The labour took hours, and sounded difficult. Not that Yuri had any prior experience. He could hear screams and weeping, and the calm voice of the ColU urging its patient to breathe, breathe.

After a time he wandered off, seeking a chore that might distract him, in the fields, in the little storehouse they had put aside as a workshop. Nothing seemed meaningful. Everything that was important in his universe, all that mattered on this world, was going on inside the house he had built with Mardina, and he could do nothing to influence it.

On impulse he walked away from the camp, heading back towards the lake.

A cloud of depression gathered. What use was he? He had been on Per Ardua for four years already. In one random bout of clumsy, only half-satisfactory sex he had done all that Mardina had ever needed of him, or would ever need. He felt as if he had no identity – and he hadn’t, not since his parents had bundled him into the cryo tank in Manchester. Even here, in this little two-person colony, he didn’t matter, not fundamentally, not when it really came to it. He had had such moods since waking up on Mars. Generally he fought them off with work. It was harder alone.

He climbed a bluff, from where he had a good view of the lake. He could see those dams and the brimming floods behind them to the north, and those strangely shaped middens to the south. From here he got a clear sense that the whole layout of the middens really was integrated, somehow, as if all these constructions served a single purpose. And he saw builders moving on those north and south shores, blurs of movement as they spun, tracked, congregated in little groups that quickly broke up and reformed elsewhere. Mardina was right; they were building up to something, some big stage in whatever project they were working through.

And all of them, of course, utterly ignored the human being standing alone on this bluff watching them, this visitor from another star. What an astonishing thing – as if Egyptian slaves had continued labouring over their pyramids while ignoring the silvery UFO that had landed in the shadow of the Sphinx. But why shouldn’t they ignore him? He didn’t matter to his own people, and never had; why should he matter to these aliens?

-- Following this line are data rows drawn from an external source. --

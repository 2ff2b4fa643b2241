//! Trigger effect dispatcher
//!
//! Compares each [`Observation`] against the last applied weapon state and,
//! only when something changed, produces a reset followed by the effect
//! commands for the new weapon. Repeated identical observations produce
//! nothing, so the device sees at most one update per transition.

use crate::effects::{EffectCommand, EffectTable};
use crate::weapon::{Observation, WeaponRef};

// ============================================================================
// State
// ============================================================================

/// Last weapon state applied to the triggers
#[derive(Debug, Clone, Copy, PartialEq, Eq)]
pub struct DispatcherState {
    /// Identity of the last weapon (None = nothing applied yet)
    pub last_weapon: Option<WeaponRef>,
    /// Last weapon type code, [`DispatcherState::UNSET_TYPE`] before the first dispatch
    pub last_weapon_type: i32,
    /// Last dual wield flag
    pub last_dual_wield: bool,
}

impl DispatcherState {
    /// Sentinel type code before anything has been applied
    pub const UNSET_TYPE: i32 = -1;

    /// State after applying an observation
    pub fn from_observation(observation: &Observation) -> Self {
        Self {
            last_weapon: Some(observation.weapon),
            last_weapon_type: observation.weapon_type,
            last_dual_wield: observation.dual_wield,
        }
    }

    /// Whether nothing has been applied yet
    pub fn is_unset(&self) -> bool {
        self.last_weapon.is_none()
    }

    /// Whether an observation is already reflected by this state
    ///
    /// Weapon identity, type code and dual wield flag must all match.
    pub fn matches(&self, observation: &Observation) -> bool {
        self.last_weapon == Some(observation.weapon)
            && self.last_weapon_type == observation.weapon_type
            && self.last_dual_wield == observation.dual_wield
    }
}

impl Default for DispatcherState {
    fn default() -> Self {
        Self {
            last_weapon: None,
            last_weapon_type: Self::UNSET_TYPE,
            last_dual_wield: false,
        }
    }
}

// ============================================================================
// Dispatch
// ============================================================================

/// Compute the commands for an observation
///
/// Returns an empty list and the unchanged state when the observation
/// matches `state`. Otherwise the list starts with `Disable(Both)` and is
/// followed by the table's commands for the observed weapon.
pub fn dispatch(
    observation: &Observation,
    state: &DispatcherState,
    table: &EffectTable,
) -> (Vec<EffectCommand>, DispatcherState) {
    if state.matches(observation) {
        return (Vec::new(), *state);
    }

    if !table.is_known(observation.weapon_type) {
        tracing::warn!(
            weapon_type = observation.weapon_type,
            "Unknown weapon type, using fallback effect"
        );
    }

    let effects = table.commands(
        observation.weapon_type,
        observation.dual_wield,
        observation.target(),
    );

    let mut commands = Vec::with_capacity(effects.len() + 1);
    commands.push(EffectCommand::RESET);
    commands.extend(effects);

    tracing::debug!(
        weapon = %observation.weapon,
        weapon_type = observation.weapon_type,
        dual_wield = observation.dual_wield,
        hand = %observation.active_hand,
        commands = commands.len(),
        "Weapon state changed"
    );

    (commands, DispatcherState::from_observation(observation))
}

/// Stateful dispatcher owning its last-applied state and effect table
#[derive(Debug, Clone, Default)]
pub struct TriggerDispatcher {
    state: DispatcherState,
    table: EffectTable,
}

impl TriggerDispatcher {
    pub fn new(table: EffectTable) -> Self {
        Self {
            state: DispatcherState::default(),
            table,
        }
    }

    /// Dispatch an observation, retaining the new state
    pub fn dispatch(&mut self, observation: &Observation) -> Vec<EffectCommand> {
        let (commands, state) = dispatch(observation, &self.state, &self.table);
        self.state = state;
        commands
    }

    /// Forget the applied state so the next observation is re-applied
    pub fn reset(&mut self) {
        self.state = DispatcherState::default();
    }

    /// Replace the effect table
    ///
    /// Also resets the state so the current weapon picks up the new row.
    pub fn set_table(&mut self, table: EffectTable) {
        self.table = table;
        self.reset();
    }

    pub fn state(&self) -> &DispatcherState {
        &self.state
    }

    pub fn table(&self) -> &EffectTable {
        &self.table
    }
}

// ============================================================================
// Tests
// ============================================================================

#[cfg(test)]
mod tests {
    use super::*;
    use crate::effects::{EffectEntry, EffectShape, Target};
    use crate::weapon::HandSide;

    fn obs(hand: HandSide, id: u64, weapon_type: i32, dual: bool) -> Observation {
        Observation {
            active_hand: hand,
            weapon: WeaponRef(id),
            weapon_type,
            dual_wield: dual,
        }
    }

    #[test]
    fn test_default_state_is_unset() {
        let state = DispatcherState::default();
        assert!(state.is_unset());
        assert_eq!(state.last_weapon_type, DispatcherState::UNSET_TYPE);
        assert!(!state.last_dual_wield);
    }

    #[test]
    fn test_first_dispatch_from_unset() {
        let table = EffectTable::default();
        let state = DispatcherState::default();

        let (commands, new_state) = dispatch(&obs(HandSide::Left, 1, 0, false), &state, &table);

        assert_eq!(
            commands,
            vec![
                EffectCommand::Disable { target: Target::Both },
                EffectCommand::Weapon { target: Target::Left, mode: 2, position: 4, strength: 4 },
            ]
        );
        assert_eq!(
            new_state,
            DispatcherState {
                last_weapon: Some(WeaponRef(1)),
                last_weapon_type: 0,
                last_dual_wield: false,
            }
        );
    }

    #[test]
    fn test_switch_to_dual_wield() {
        let table = EffectTable::default();
        let (_, state) = dispatch(&obs(HandSide::Left, 1, 0, false), &DispatcherState::default(), &table);

        let (commands, new_state) = dispatch(&obs(HandSide::Left, 1, 0, true), &state, &table);

        assert_eq!(
            commands,
            vec![
                EffectCommand::Disable { target: Target::Both },
                EffectCommand::Weapon { target: Target::Left, mode: 2, position: 4, strength: 4 },
                EffectCommand::Weapon { target: Target::Right, mode: 2, position: 4, strength: 4 },
            ]
        );
        assert!(new_state.last_dual_wield);
    }

    #[test]
    fn test_unchanged_observation_is_noop() {
        let table = EffectTable::default();
        let observation = obs(HandSide::Right, 3, 2, false);
        let (_, state) = dispatch(&observation, &DispatcherState::default(), &table);

        for _ in 0..10 {
            let (commands, same) = dispatch(&observation, &state, &table);
            assert!(commands.is_empty());
            assert_eq!(same, state);
        }
    }

    #[test]
    fn test_single_dispatch_per_transition() {
        let mut dispatcher = TriggerDispatcher::default();
        let first = obs(HandSide::Left, 1, 0, false);
        let second = obs(HandSide::Left, 1, 1, false);

        let mut batches = Vec::new();
        for _ in 0..5 {
            batches.push(dispatcher.dispatch(&first));
        }
        batches.push(dispatcher.dispatch(&second));
        for _ in 0..5 {
            batches.push(dispatcher.dispatch(&second));
        }

        let non_empty: Vec<usize> = batches
            .iter()
            .enumerate()
            .filter(|(_, b)| !b.is_empty())
            .map(|(i, _)| i)
            .collect();
        assert_eq!(non_empty, vec![0, 5]);
    }

    #[test]
    fn test_reset_precedes_every_batch() {
        let mut dispatcher = TriggerDispatcher::default();
        let sequence = [
            obs(HandSide::Left, 1, 0, false),
            obs(HandSide::Left, 1, 0, true),
            obs(HandSide::Right, 2, 4, false),
            obs(HandSide::Right, 3, 99, true),
            obs(HandSide::Left, 4, 5, true),
        ];

        for observation in &sequence {
            let commands = dispatcher.dispatch(observation);
            assert_eq!(commands.first(), Some(&EffectCommand::RESET));
        }
    }

    #[test]
    fn test_dual_wield_fanout_per_type() {
        let table = EffectTable::default();

        for code in 0..=3 {
            let (commands, _) = dispatch(&obs(HandSide::Right, 1, code, true), &DispatcherState::default(), &table);
            assert_eq!(commands.len(), 3, "type {}", code);
            assert_eq!(commands[1].target(), Target::Left);
            assert_eq!(commands[2].target(), Target::Right);

            // Identical parameters apart from the target
            match (commands[1], commands[2]) {
                (EffectCommand::Weapon { mode: a, position: b, strength: c, .. },
                 EffectCommand::Weapon { mode: x, position: y, strength: z, .. }) => {
                    assert_eq!((a, b, c), (x, y, z));
                }
                (EffectCommand::MultiPositionFeedback { strengths: a, .. },
                 EffectCommand::MultiPositionFeedback { strengths: b, .. }) => assert_eq!(a, b),
                (EffectCommand::SlopeFeedback { mode: a, start_strength: b, end_strength: c, curve: d, .. },
                 EffectCommand::SlopeFeedback { mode: w, start_strength: x, end_strength: y, curve: z, .. }) => {
                    assert_eq!((a, b, c, d), (w, x, y, z));
                }
                other => panic!("mismatched pair for type {}: {:?}", code, other),
            }
        }

        let (commands, _) = dispatch(&obs(HandSide::Right, 1, 5, true), &DispatcherState::default(), &table);
        assert_eq!(
            commands,
            vec![
                EffectCommand::RESET,
                EffectCommand::Weapon { target: Target::Both, mode: 2, position: 4, strength: 4 },
            ]
        );

        let (commands, _) = dispatch(&obs(HandSide::Right, 1, 4, true), &DispatcherState::default(), &table);
        assert_eq!(commands, vec![EffectCommand::RESET]);
    }

    #[test]
    fn test_single_hand_targets_active_hand() {
        let table = EffectTable::default();

        for hand in [HandSide::Left, HandSide::Right] {
            for code in [0, 1, 2, 3, 5, 99] {
                let (commands, _) = dispatch(&obs(hand, 1, code, false), &DispatcherState::default(), &table);
                assert_eq!(commands.len(), 2);
                assert_eq!(commands[1].target(), Target::from(hand));
            }
        }
    }

    #[test]
    fn test_unknown_type_routes_to_fallback() {
        let table = EffectTable::default();
        let (commands, state) = dispatch(&obs(HandSide::Right, 1, 99, false), &DispatcherState::default(), &table);

        assert_eq!(
            commands,
            vec![
                EffectCommand::RESET,
                EffectCommand::Feedback { target: Target::Right, position: 128, strength: 100 },
            ]
        );
        assert_eq!(state.last_weapon_type, 99);
    }

    #[test]
    fn test_new_instance_same_type_dispatches() {
        let mut dispatcher = TriggerDispatcher::default();
        assert!(!dispatcher.dispatch(&obs(HandSide::Left, 1, 0, false)).is_empty());
        assert!(dispatcher.dispatch(&obs(HandSide::Left, 1, 0, false)).is_empty());

        let commands = dispatcher.dispatch(&obs(HandSide::Left, 2, 0, false));
        assert_eq!(commands.len(), 2);
        assert_eq!(dispatcher.state().last_weapon, Some(WeaponRef(2)));
    }

    #[test]
    fn test_hand_change_alone_is_not_a_transition() {
        // Active hand is not part of the retained state
        let mut dispatcher = TriggerDispatcher::default();
        dispatcher.dispatch(&obs(HandSide::Left, 1, 0, false));
        assert!(dispatcher.dispatch(&obs(HandSide::Right, 1, 0, false)).is_empty());
    }

    #[test]
    fn test_reset_reapplies_current_weapon() {
        let mut dispatcher = TriggerDispatcher::default();
        let observation = obs(HandSide::Left, 1, 1, false);
        dispatcher.dispatch(&observation);

        dispatcher.reset();
        assert!(dispatcher.state().is_unset());
        assert_eq!(dispatcher.dispatch(&observation).len(), 2);
    }

    #[test]
    fn test_set_table_takes_effect() {
        let mut dispatcher = TriggerDispatcher::default();
        let observation = obs(HandSide::Left, 1, 0, false);
        dispatcher.dispatch(&observation);

        let mut table = EffectTable::default();
        table.entries.insert(0, EffectEntry::per_hand(EffectShape::Feedback { position: 1, strength: 2 }));
        dispatcher.set_table(table);

        assert_eq!(
            dispatcher.dispatch(&observation),
            vec![
                EffectCommand::RESET,
                EffectCommand::Feedback { target: Target::Left, position: 1, strength: 2 },
            ]
        );
    }
}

There was a kind of cracking sound.

He saw a spray of water rising up from one of those dams to the north, as if it had suddenly been breached. Had it failed? But another crack came, like a cannon shot, and another, and he saw more sprays of misty water lifting into the air from other dams, and he heard a kind of roar.

It was no accident. Those dams had been timed to fail, all at the same time, or were being deliberately demolished, one by one, and the roar he heard was the flow of released water; the great floods trapped behind the dams must be gushing forward into the lake. But why was all this being done?

And now he heard a popping noise, coming from behind him.